It expresses my thoughts succinctly. We are entering a post industrial, technical, digital revolution age and entering a social consumer age.
Workers not required. A few major factories in the world will be able to produce all the cars, machines, white goods, computers etc etc that we require.
So the problem for the government will be not full employment but a way of paying people who chose to stay home.

Should not be too much of a problem in Australia. The mining industry generates the wealth which allows the government to employ an obscene number of people to do a job that could be done by an handful.


http://www.economist.com/news/leaders/2162...9249e1ccab3913|

Computers that can do your job and eat your lunch
So far, the upheaval has been felt most by low- and mid-skilled workers in rich countries. The incomes of the highly educated—those with the skills to complement computers—have soared, while pay for others lower down the skill ladder has been squeezed. In half of all OECD countries real median wages have stagnated since 2000. Countries where employment is growing at a decent clip, such as Germany or Britain, are among those where wages have been squeezed most.

In the coming years the disruption will be felt by more people in more places, for three reasons. First, the rise of machine intelligence means more workers will see their jobs threatened. The effects will be felt further up the skill ladder, as auditors, radiologists and researchers of all sorts begin competing with machines. Technology will enable some doctors or professors to be much more productive, leaving others redundant.

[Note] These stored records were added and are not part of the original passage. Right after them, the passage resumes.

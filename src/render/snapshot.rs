//! Request snapshot extraction.
//!
//! # Responsibilities
//! - Define the narrow read interface renderers need from a request
//! - Capture the four echoed fields into an owned, immutable value
//! - Serialize with a fixed key order (headers, url, baseUrl, originalUrl)
//!
//! # Design Decisions
//! - Missing fields serialize as `null`; capture never fails
//! - Header names are stored lowercase, first-arrival order is kept
//! - A repeated header becomes an array of its values in arrival order

use serde::ser::{SerializeMap, Serializer};
use serde::Serialize;

/// Read accessors a renderer needs from an inbound request.
///
/// Any HTTP framework's request type can be adapted to this with a thin
/// wrapper; see [`crate::http::request::AxumRequestView`].
pub trait RequestView {
    /// Request headers, or `None` when the source has none to offer.
    fn headers(&self) -> Option<HeaderSnapshot>;

    /// Path and query below the mount point.
    fn url(&self) -> Option<&str>;

    /// Mount path prefix the handler is registered under.
    fn base_url(&self) -> Option<&str>;

    /// Path and query as originally received.
    fn original_url(&self) -> Option<&str>;
}

/// Value of a single header name.
#[derive(Debug, Clone, PartialEq, Eq, Serialize)]
#[serde(untagged)]
pub enum HeaderEntry {
    /// Header seen once.
    Single(String),
    /// Header seen more than once, values in arrival order.
    Multiple(Vec<String>),
}

impl HeaderEntry {
    fn push(&mut self, value: String) {
        match self {
            HeaderEntry::Single(first) => {
                let first = std::mem::take(first);
                *self = HeaderEntry::Multiple(vec![first, value]);
            }
            HeaderEntry::Multiple(values) => values.push(value),
        }
    }
}

/// Ordered header name to value mapping.
#[derive(Debug, Clone, Default, PartialEq, Eq)]
pub struct HeaderSnapshot {
    entries: Vec<(String, HeaderEntry)>,
}

impl HeaderSnapshot {
    pub fn new() -> Self {
        Self::default()
    }

    /// Append a value, merging with an earlier header of the same name.
    /// Names compare case-insensitively.
    pub fn append(&mut self, name: impl Into<String>, value: impl Into<String>) {
        let name = name.into().to_ascii_lowercase();
        let value = value.into();

        match self.entries.iter_mut().find(|(existing, _)| *existing == name) {
            Some((_, entry)) => entry.push(value),
            None => self.entries.push((name, HeaderEntry::Single(value))),
        }
    }

    pub fn get(&self, name: &str) -> Option<&HeaderEntry> {
        self.entries
            .iter()
            .find(|(existing, _)| existing.eq_ignore_ascii_case(name))
            .map(|(_, entry)| entry)
    }

    /// Number of distinct header names.
    pub fn len(&self) -> usize {
        self.entries.len()
    }

    pub fn is_empty(&self) -> bool {
        self.entries.is_empty()
    }

    pub fn iter(&self) -> impl Iterator<Item = (&str, &HeaderEntry)> {
        self.entries.iter().map(|(name, entry)| (name.as_str(), entry))
    }
}

impl<K, V> FromIterator<(K, V)> for HeaderSnapshot
where
    K: Into<String>,
    V: Into<String>,
{
    fn from_iter<I: IntoIterator<Item = (K, V)>>(iter: I) -> Self {
        let mut snapshot = HeaderSnapshot::new();
        for (name, value) in iter {
            snapshot.append(name, value);
        }
        snapshot
    }
}

impl From<&axum::http::HeaderMap> for HeaderSnapshot {
    fn from(headers: &axum::http::HeaderMap) -> Self {
        headers
            .iter()
            .map(|(name, value)| {
                (
                    name.as_str(),
                    String::from_utf8_lossy(value.as_bytes()).into_owned(),
                )
            })
            .collect()
    }
}

impl Serialize for HeaderSnapshot {
    fn serialize<S: Serializer>(&self, serializer: S) -> Result<S::Ok, S::Error> {
        let mut map = serializer.serialize_map(Some(self.entries.len()))?;
        for (name, entry) in &self.entries {
            map.serialize_entry(name, entry)?;
        }
        map.end()
    }
}

/// The request fields shown by the echo page.
///
/// Field order is the serialized key order.
#[derive(Debug, Clone, Default, PartialEq, Eq, Serialize)]
#[serde(rename_all = "camelCase")]
pub struct RequestSnapshot {
    pub headers: Option<HeaderSnapshot>,
    pub url: Option<String>,
    pub base_url: Option<String>,
    pub original_url: Option<String>,
}

impl RequestSnapshot {
    /// Copy the echoed fields out of `request`.
    pub fn capture<R: RequestView + ?Sized>(request: &R) -> Self {
        Self {
            headers: request.headers(),
            url: request.url().map(str::to_owned),
            base_url: request.base_url().map(str::to_owned),
            original_url: request.original_url().map(str::to_owned),
        }
    }

    /// Header count for logging; zero when headers are absent.
    pub fn header_count(&self) -> usize {
        self.headers.as_ref().map_or(0, HeaderSnapshot::len)
    }
}

impl RequestView for RequestSnapshot {
    fn headers(&self) -> Option<HeaderSnapshot> {
        self.headers.clone()
    }

    fn url(&self) -> Option<&str> {
        self.url.as_deref()
    }

    fn base_url(&self) -> Option<&str> {
        self.base_url.as_deref()
    }

    fn original_url(&self) -> Option<&str> {
        self.original_url.as_deref()
    }
}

Second, wealth creation in the digital era has so far generated little employment. Entrepreneurs can turn their ideas into firms with huge valuations and hardly any staff. Oculus VR, a maker of virtual-reality headsets with 75 employees, was bought by Facebook earlier this year for $2 billion. With fewer than 50,000 workers each, the giants of the modern tech economy such as Google and Facebook are a small fraction of the size of the 20th century’s industrial behemoths.

Third, these shifts are now evident in emerging economies. Foxconn, long the symbol of China’s manufacturing economy, at one point employed 1.5m workers to assemble electronics for Western markets. Now, as the costs of labour rise and those of automated manufacturing fall, Foxconn is swapping workers for robots. China’s future is more Alibaba than assembly line: the e-commerce company that recently made a spectacular debut on the New York Stock Exchange employs only 20,000 people.

The digital transformation seems to be undermining poor countries’ traditional route to catch-up growth. Moving the barely literate masses from fields to factories has become harder. If India, for instance, were to follow China’s development path, it would need skilled engineers and managers to build factories to employ millions of manufacturing workers. But, thanks to technological change, its educated elite is now earning high salaries selling IT services to foreigners. The digital revolution has made an industrial one uneconomic.

Bridging the gap
None of this means that the digital revolution is bad for humanity. Far from it. This newspaper believes firmly that technology is, by and large, an engine of progress. IT has transformed the lives of billions for the better, often in ways that standard income measures do not capture. Communication, knowledge and entertainment have become all but free. Few workers would want to go back to a world without the internet, the smartphone or Facebook, even for a pay increase. Technology also offers new ways to earn a living. Etsy, an online marketplace for arts and crafts, enables hobbyists to sell their wares around the world. Uber, the company that is disrupting the taxi business, allows tens of thousands of drivers to work as and when they want.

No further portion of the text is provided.